Ten bucks said he’d found the humans who’d gone missing in this town the past few days.
That goddamn pain-feeding Daemon was history.
But as he lifted the tarp back over the bodies, he stilled, a thought slamming into him.
Everything they understood of wraith Daemons told them they were nonthinking creatures. Animals. Monsters. They literally fed on the pain and fear of others as a human or Therian might feed on marinated pork or ham steaks. They did not plot or plan. Or bury their victims in tarps and hide them in the woods beneath a pile of leaves.
But someone had done just that. Someone who didn’t want the public…or the Ferals…to know the Daemon was here.
A thousand bucks said he knew who was behind this.
The Mage.
Chapter Six
Olivia drove out of Harpers Ferry, out of the reach of Jag’s extraordinary senses, and headed west on the highway, hoping to find a diner or bar—anyplace where more than a few humans gathered. She had to be careful with humans. Early on, she’d learned trying to feed off fewer than four or five at once, even at low levels, could drain them fast.
She’d never actually killed one—at least not accidentally—that she knew of, but she’d dropped a few unconscious when she was young.
Large crowds were definitely best.
When she found the Wal-Mart, she smiled, then parked the Hummer and strolled into the store, opening herself to a free, careful feeding at last. The store was most crowded in the electronics department, so she headed there, wandering among the rows of DVDs and video games, skimming a fine layer of life force from every human she passed. A layer they’d never miss, not with so many to feed from. A layer they’d soon replenish.
Strong energy radiated off a small gathering of humans in the iPod aisle, two human males past their prime, their bellies swollen with excess, and two teenage girls who seemed none too pleased with the attention of the males.
“She’s a pretty little thing, isn’t she?” the male with the Redskins cap said, eyeing the darker-haired girl.
The girls glanced over their shoulders at the pair, but continued what they were doing, looking over several items on the racks. Though uncomfortable with the boorish attention, they didn’t appear to be genuinely worried.
Olivia wondered if they should be. She continued to feed lightly as she watched with an eye toward stepping in.
But the second boor noticed her, his eyes lighting.
“I’m partial to redheads,” he said, hitching his pants up under his protruding belly.
Olivia said nothing, just held his gaze as she slid one of her knives out of the sheath hidden beneath her jacket, twirled it around her finger in a quick arc, then made it disappear again.
The man’s eyes widened, and he blanched, taking a step backward.
“Let’s go, Earl.”
“What?

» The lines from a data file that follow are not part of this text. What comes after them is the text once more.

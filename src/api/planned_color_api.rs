// ==========================================
// 生产管理系统 - 计划用颜色 API
// ==========================================

use serde::{Deserialize, Serialize};
use std::sync::Arc;

use crate::api::error::{classify_repository_error, ApiError, ApiResult};
use crate::api::validator::{require_positive_id, require_text, Validate};
use crate::domain::planned_color::{PlannedColor, PlannedColorDraft};
use crate::domain::types::Entity;
use crate::operator::{resolve_operator, OperatorResolver};
use crate::repository::planned_color_repo::PlannedColorRepository;

impl Validate for PlannedColorDraft {
    fn validate(&self) -> ApiResult<()> {
        require_text("color_code", &self.color_code)?;
        require_text("color_name", &self.color_name)
    }
}

#[derive(Debug, Clone, PartialEq, Serialize, Deserialize)]
#[serde(deny_unknown_fields)]
pub struct UpdatePlannedColorRequest {
    pub id: i64,
    pub color_code: String,
    pub color_name: String,
    #[serde(default)]
    pub top_coat_color: Option<String>,
}

impl UpdatePlannedColorRequest {
    pub fn into_parts(self) -> (i64, PlannedColorDraft) {
        (
            self.id,
            PlannedColorDraft {
                color_code: self.color_code,
                color_name: self.color_name,
                top_coat_color: self.top_coat_color,
            },
        )
    }
}

impl Validate for UpdatePlannedColorRequest {
    fn validate(&self) -> ApiResult<()> {
        require_positive_id("id", self.id)?;
        require_text("color_code", &self.color_code)?;
        require_text("color_name", &self.color_name)
    }
}

// ==========================================
// PlannedColorApi - 计划用颜色 API
// ==========================================
pub struct PlannedColorApi {
    color_repo: Arc<PlannedColorRepository>,
    operator: Arc<dyn OperatorResolver>,
}

impl PlannedColorApi {
    pub fn new(color_repo: Arc<PlannedColorRepository>, operator: Arc<dyn OperatorResolver>) -> Self {
        Self { color_repo, operator }
    }

    /// 查询全部计划用颜色（按颜色代码）
    pub fn list_colors(&self) -> ApiResult<Vec<PlannedColor>> {
        Ok(self.color_repo.list_all()?)
    }

    pub fn create_color(&self, color: PlannedColorDraft) -> ApiResult<i64> {
        color.validate()?;

        let operator = resolve_operator(self.operator.as_ref());
        let id = self.color_repo.insert(&color, &operator).map_err(|e| {
            classify_repository_error(
                e,
                Entity::PlannedColor,
                &[("color_code", color.color_code.as_str())],
            )
        })?;

        tracing::info!("新增计划用颜色: id={}, color_code={}", id, color.color_code);
        Ok(id)
    }

    /// 修改计划用颜色（id 不存在时返回 NotFound）
    pub fn update_color(&self, request: UpdatePlannedColorRequest) -> ApiResult<()> {
        request.validate()?;
        let (id, color) = request.into_parts();

        let operator = resolve_operator(self.operator.as_ref());
        let affected = self.color_repo.update(id, &color, &operator).map_err(|e| {
            classify_repository_error(
                e,
                Entity::PlannedColor,
                &[("color_code", color.color_code.as_str())],
            )
        })?;

        if affected == 0 {
            return Err(ApiError::NotFound(format!("{}(id={})不存在", Entity::PlannedColor.label(), id)));
        }
        tracing::info!("修改计划用颜色: id={}", id);
        Ok(())
    }

    pub fn delete_color(&self, id: i64) -> ApiResult<usize> {
        require_positive_id("id", id)?;
        let affected = self.color_repo.delete(id)?;
        tracing::info!("删除计划用颜色: id={}, affected={}", id, affected);
        Ok(affected)
    }
}
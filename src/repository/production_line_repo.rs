// ==========================================
// 生产管理系统 - 生产线数据仓储
// ==========================================
// 红线: Repository 不含业务逻辑（大小写规范化在 API 层完成）
// 删除生产线时，特殊信息由外键 ON DELETE CASCADE 级联删除
// ==========================================

use crate::domain::production_line::{ProductionLine, ProductionLineDraft};
use crate::domain::types::LineType;
use crate::repository::data_store::DataStore;
use crate::repository::error::{RepositoryError, RepositoryResult};
use rusqlite::params;
use std::sync::Arc;

const SELECT_COLUMNS: &str = r#"
    id, line_number, line_name, line_type, shift, speed, efficiency,
    "group", flow_code, abbreviation, operator_id, created_at, updated_at
"#;

// ==========================================
// ProductionLineRepository - 生产线仓储
// ==========================================
pub struct ProductionLineRepository {
    store: Arc<DataStore>,
}

impl ProductionLineRepository {
    pub fn new(store: Arc<DataStore>) -> Self {
        Self { store }
    }

    fn map_row(row: &rusqlite::Row<'_>) -> rusqlite::Result<ProductionLine> {
        Ok(ProductionLine {
            id: row.get(0)?,
            line_number: row.get(1)?,
            line_name: row.get(2)?,
            line_type: row.get(3)?,
            shift: row.get(4)?,
            speed: row.get(5)?,
            efficiency: row.get(6)?,
            group: row.get(7)?,
            flow_code: row.get(8)?,
            abbreviation: row.get(9)?,
            operator_id: row.get(10)?,
            created_at: row.get(11)?,
            updated_at: row.get(12)?,
        })
    }

    /// 查询全部生产线（按 车身 → 涂装 → 总装，再按编号排序）
    pub fn list_all(&self) -> RepositoryResult<Vec<ProductionLine>> {
        let sql = format!(
            r#"
            SELECT {}
            FROM production_lines
            ORDER BY CASE line_type WHEN '车身' THEN 1 WHEN '涂装' THEN 2 ELSE 3 END,
                     line_number ASC
            "#,
            SELECT_COLUMNS
        );
        self.store.query(&sql, params![], Self::map_row)
    }

    /// 按 id 查询
    pub fn find_by_id(&self, id: i64) -> RepositoryResult<Option<ProductionLine>> {
        let sql = format!("SELECT {} FROM production_lines WHERE id = ?1", SELECT_COLUMNS);
        self.store.query_optional(&sql, params![id], Self::map_row)
    }

    /// 查询生产线类型（用于特殊信息的冗余字段）
    pub fn find_line_type(&self, id: i64) -> RepositoryResult<Option<LineType>> {
        self.store.query_optional(
            "SELECT line_type FROM production_lines WHERE id = ?1",
            params![id],
            |row| row.get(0),
        )
    }

    /// 新增生产线，返回自增 id
    pub fn insert(&self, line: &ProductionLineDraft, operator: &str) -> RepositoryResult<i64> {
        let outcome = self.store.execute(
            r#"
            INSERT INTO production_lines
                (line_number, line_name, line_type, shift, speed, efficiency,
                 "group", flow_code, abbreviation, operator_id)
            VALUES (?1, ?2, ?3, ?4, ?5, ?6, ?7, ?8, ?9, ?10)
            "#,
            params![
                line.line_number,
                line.line_name,
                line.line_type,
                line.shift,
                line.speed,
                line.efficiency,
                line.group,
                line.flow_code,
                line.abbreviation,
                operator,
            ],
        )?;

        outcome.inserted_id().ok_or_else(|| {
            RepositoryError::DatabaseQueryError("INSERT 未返回自增 id".to_string())
        })
    }

    /// 按 id 更新生产线，返回受影响行数
    pub fn update(&self, id: i64, line: &ProductionLineDraft, operator: &str) -> RepositoryResult<usize> {
        let outcome = self.store.execute(
            r#"
            UPDATE production_lines
            SET line_number = ?1, line_name = ?2, line_type = ?3, shift = ?4,
                speed = ?5, efficiency = ?6, "group" = ?7, flow_code = ?8,
                abbreviation = ?9, operator_id = ?10
            WHERE id = ?11
            "#,
            params![
                line.line_number,
                line.line_name,
                line.line_type,
                line.shift,
                line.speed,
                line.efficiency,
                line.group,
                line.flow_code,
                line.abbreviation,
                operator,
                id,
            ],
        )?;
        Ok(outcome.affected())
    }

    /// 按 id 删除生产线（级联删除特殊信息），返回受影响行数
    pub fn delete(&self, id: i64) -> RepositoryResult<usize> {
        let outcome = self
            .store
            .execute("DELETE FROM production_lines WHERE id = ?1", params![id])?;
        Ok(outcome.affected())
    }
}
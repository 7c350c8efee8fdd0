// ==========================================
// 生产管理系统 - 应用层
// ==========================================
// 职责: 应用状态、请求分发与桥接，Tauri 集成（可选）
// ==========================================

pub mod bridge;
pub mod dispatch;
pub mod state;
pub mod tauri_commands;

// 重导出
pub use bridge::{spawn_bridge, BridgeHandle, RequestEnvelope, ResponseEnvelope, DEFAULT_QUEUE_CAPACITY};
pub use dispatch::{Channel, Dispatcher, ErrorResponse};
pub use state::AppState;

#[cfg(feature = "tauri-app")]
pub use tauri_commands::*;
// ==========================================
// 生产管理系统 - 请求桥接
// ==========================================
// 职责: 前端请求 → 单一工作任务 → Dispatcher → 应答
// 约束:
// - 所有请求经同一 mpsc 队列串行处理
// - 每个请求用 oneshot 回传结果
// - 数据库调用是阻塞的，放入 spawn_blocking 执行
// - 所有 BridgeHandle 释放后工作任务自然退出
// ==========================================

use serde::{Deserialize, Serialize};
use serde_json::Value;
use tokio::sync::{mpsc, oneshot};
use tokio::task::JoinHandle;

use crate::api::ApiError;
use crate::app::dispatch::{Dispatcher, ErrorResponse};

/// 默认队列容量
pub const DEFAULT_QUEUE_CAPACITY: usize = 64;

type Reply = Result<Value, ErrorResponse>;

struct BridgeRequest {
    channel: String,
    payload: Value,
    reply: oneshot::Sender<Reply>,
}

/// 请求句柄（可克隆，供多个调用方共享）
#[derive(Clone)]
pub struct BridgeHandle {
    tx: mpsc::Sender<BridgeRequest>,
}

impl BridgeHandle {
    /// 发送请求并等待结果
    pub async fn invoke(&self, channel: impl Into<String>, payload: Value) -> Reply {
        let (reply_tx, reply_rx) = oneshot::channel();
        let request = BridgeRequest {
            channel: channel.into(),
            payload,
            reply: reply_tx,
        };

        if self.tx.send(request).await.is_err() {
            return Err(bridge_closed());
        }
        reply_rx.await.unwrap_or_else(|_| Err(bridge_closed()))
    }
}

// ==========================================
// 行协议（每行一个 JSON 请求/应答）
// ==========================================

/// 请求: {"id": 1, "channel": "get-production-lines", "payload": {...}}
#[derive(Debug, Clone, Serialize, Deserialize)]
#[serde(deny_unknown_fields)]
pub struct RequestEnvelope {
    /// 调用方自定义的请求标识，原样回传
    #[serde(default)]
    pub id: Option<Value>,
    pub channel: String,
    #[serde(default)]
    pub payload: Value,
}

/// 应答: 成功时带 result，失败时带 error
#[derive(Debug, Clone, Serialize, Deserialize)]
pub struct ResponseEnvelope {
    #[serde(default, skip_serializing_if = "Option::is_none")]
    pub id: Option<Value>,
    pub ok: bool,
    #[serde(default, skip_serializing_if = "Option::is_none")]
    pub result: Option<Value>,
    #[serde(default, skip_serializing_if = "Option::is_none")]
    pub error: Option<ErrorResponse>,
}

impl ResponseEnvelope {
    fn from_reply(id: Option<Value>, reply: Reply) -> Self {
        match reply {
            Ok(result) => Self {
                id,
                ok: true,
                result: Some(result),
                error: None,
            },
            Err(error) => Self {
                id,
                ok: false,
                result: None,
                error: Some(error),
            },
        }
    }
}

impl BridgeHandle {
    /// 处理一行请求文本
    pub async fn handle_line(&self, line: &str) -> ResponseEnvelope {
        match serde_json::from_str::<RequestEnvelope>(line) {
            Ok(request) => {
                let reply = self.invoke(request.channel, request.payload).await;
                ResponseEnvelope::from_reply(request.id, reply)
            }
            Err(e) => ResponseEnvelope::from_reply(
                None,
                Err(ErrorResponse::from(&ApiError::InvalidInput(format!(
                    "请求格式错误: {}",
                    e
                )))),
            ),
        }
    }
}

fn bridge_closed() -> ErrorResponse {
    ErrorResponse::from(&ApiError::Unknown("请求通道已关闭".to_string()))
}

/// 启动工作任务（须在 tokio 运行时内调用）
///
/// # 返回
/// - BridgeHandle: 请求句柄
/// - JoinHandle: 工作任务（句柄全部释放后结束）
pub fn spawn_bridge(dispatcher: Dispatcher, capacity: usize) -> (BridgeHandle, JoinHandle<()>) {
    let (tx, mut rx) = mpsc::channel::<BridgeRequest>(capacity.max(1));

    let worker = tokio::spawn(async move {
        tracing::debug!("请求桥接已启动");
        while let Some(BridgeRequest {
            channel,
            payload,
            reply,
        }) = rx.recv().await
        {
            let dispatcher = dispatcher.clone();
            let result = tokio::task::spawn_blocking(move || dispatcher.dispatch(&channel, payload))
                .await
                .unwrap_or_else(|e| {
                    Err(ErrorResponse::from(&ApiError::Unknown(format!("任务执行失败: {}", e))))
                });

            // 调用方已放弃等待时丢弃结果
            let _ = reply.send(result);
        }
        tracing::debug!("请求桥接已退出");
    });

    (BridgeHandle { tx }, worker)
}
use crate::api::{CreatedResponse, SuccessResponse, UpdatePlannedColorRequest};
use crate::app::state::AppState;
use crate::domain::planned_color::PlannedColorDraft;

use super::common::run_blocking;

// ==========================================
// 计划用颜色相关命令
// ==========================================

#[tauri::command(rename_all = "snake_case")]
pub async fn get_planned_colors(state: tauri::State<'_, AppState>) -> Result<String, String> {
    let api = state.planned_color_api.clone();
    run_blocking("ipc.get_planned_colors", move || api.list_colors()).await
}

#[tauri::command(rename_all = "snake_case")]
pub async fn add_planned_color(
    state: tauri::State<'_, AppState>,
    data: PlannedColorDraft,
) -> Result<String, String> {
    let api = state.planned_color_api.clone();
    run_blocking("ipc.add_planned_color", move || {
        api.create_color(data).map(CreatedResponse::new)
    })
    .await
}

#[tauri::command(rename_all = "snake_case")]
pub async fn update_planned_color(
    state: tauri::State<'_, AppState>,
    data: UpdatePlannedColorRequest,
) -> Result<String, String> {
    let api = state.planned_color_api.clone();
    run_blocking("ipc.update_planned_color", move || {
        api.update_color(data).map(|_| SuccessResponse::ok())
    })
    .await
}

#[tauri::command(rename_all = "snake_case")]
pub async fn delete_planned_color(
    state: tauri::State<'_, AppState>,
    id: i64,
) -> Result<String, String> {
    let api = state.planned_color_api.clone();
    run_blocking("ipc.delete_planned_color", move || {
        api.delete_color(id).map(|_| SuccessResponse::ok())
    })
    .await
}
// ==========================================
// 生产管理系统 - 计划用颜色仓储
// ==========================================

use crate::domain::planned_color::{PlannedColor, PlannedColorDraft};
use crate::repository::data_store::DataStore;
use crate::repository::error::{RepositoryError, RepositoryResult};
use rusqlite::params;
use std::sync::Arc;

pub struct PlannedColorRepository {
    store: Arc<DataStore>,
}

impl PlannedColorRepository {
    pub fn new(store: Arc<DataStore>) -> Self {
        Self { store }
    }

    /// 查询全部计划用颜色（按颜色代码升序）
    pub fn list_all(&self) -> RepositoryResult<Vec<PlannedColor>> {
        self.store.query(
            r#"
            SELECT id, color_code, color_name, top_coat_color, operator_id, created_at, updated_at
            FROM planned_colors
            ORDER BY color_code ASC
            "#,
            params![],
            |row| {
                Ok(PlannedColor {
                    id: row.get(0)?,
                    color_code: row.get(1)?,
                    color_name: row.get(2)?,
                    top_coat_color: row.get(3)?,
                    operator_id: row.get(4)?,
                    created_at: row.get(5)?,
                    updated_at: row.get(6)?,
                })
            },
        )
    }

    pub fn insert(&self, color: &PlannedColorDraft, operator: &str) -> RepositoryResult<i64> {
        let outcome = self.store.execute(
            r#"
            INSERT INTO planned_colors (color_code, color_name, top_coat_color, operator_id)
            VALUES (?1, ?2, ?3, ?4)
            "#,
            params![color.color_code, color.color_name, color.top_coat_color, operator],
        )?;

        outcome.inserted_id().ok_or_else(|| {
            RepositoryError::DatabaseQueryError("INSERT 未返回自增 id".to_string())
        })
    }

    pub fn update(&self, id: i64, color: &PlannedColorDraft, operator: &str) -> RepositoryResult<usize> {
        let outcome = self.store.execute(
            r#"
            UPDATE planned_colors
            SET color_code = ?1, color_name = ?2, top_coat_color = ?3, operator_id = ?4
            WHERE id = ?5
            "#,
            params![color.color_code, color.color_name, color.top_coat_color, operator, id],
        )?;
        Ok(outcome.affected())
    }

    pub fn delete(&self, id: i64) -> RepositoryResult<usize> {
        let outcome = self
            .store
            .execute("DELETE FROM planned_colors WHERE id = ?1", params![id])?;
        Ok(outcome.affected())
    }
}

Why?”
But the other one grabbed his arm and took off around the end of the aisle.
“Jerks,” one of the girls said under her breath when they’d gone.
Olivia had to agree. As she moved away, the girls’ voices carried to her, excited talk of iPods and birthdays and prom.
She found herself smiling, their pleasure infectious, but her smile quickly faded. Humans knew so little of what really went on in their world.
She prayed to the goddess the Ferals and other immortals could keep it that way. If Satanan and his Daemon hordes ever managed to get free, life as the humans knew it would be over. As they’d done five thousand years ago, the higher, thinking, Daemons would once more begin to round up humans by the thousands, mostly children, torturing and terrorizing as they fed on their pain and fear. Panic and misery would quickly rule the world.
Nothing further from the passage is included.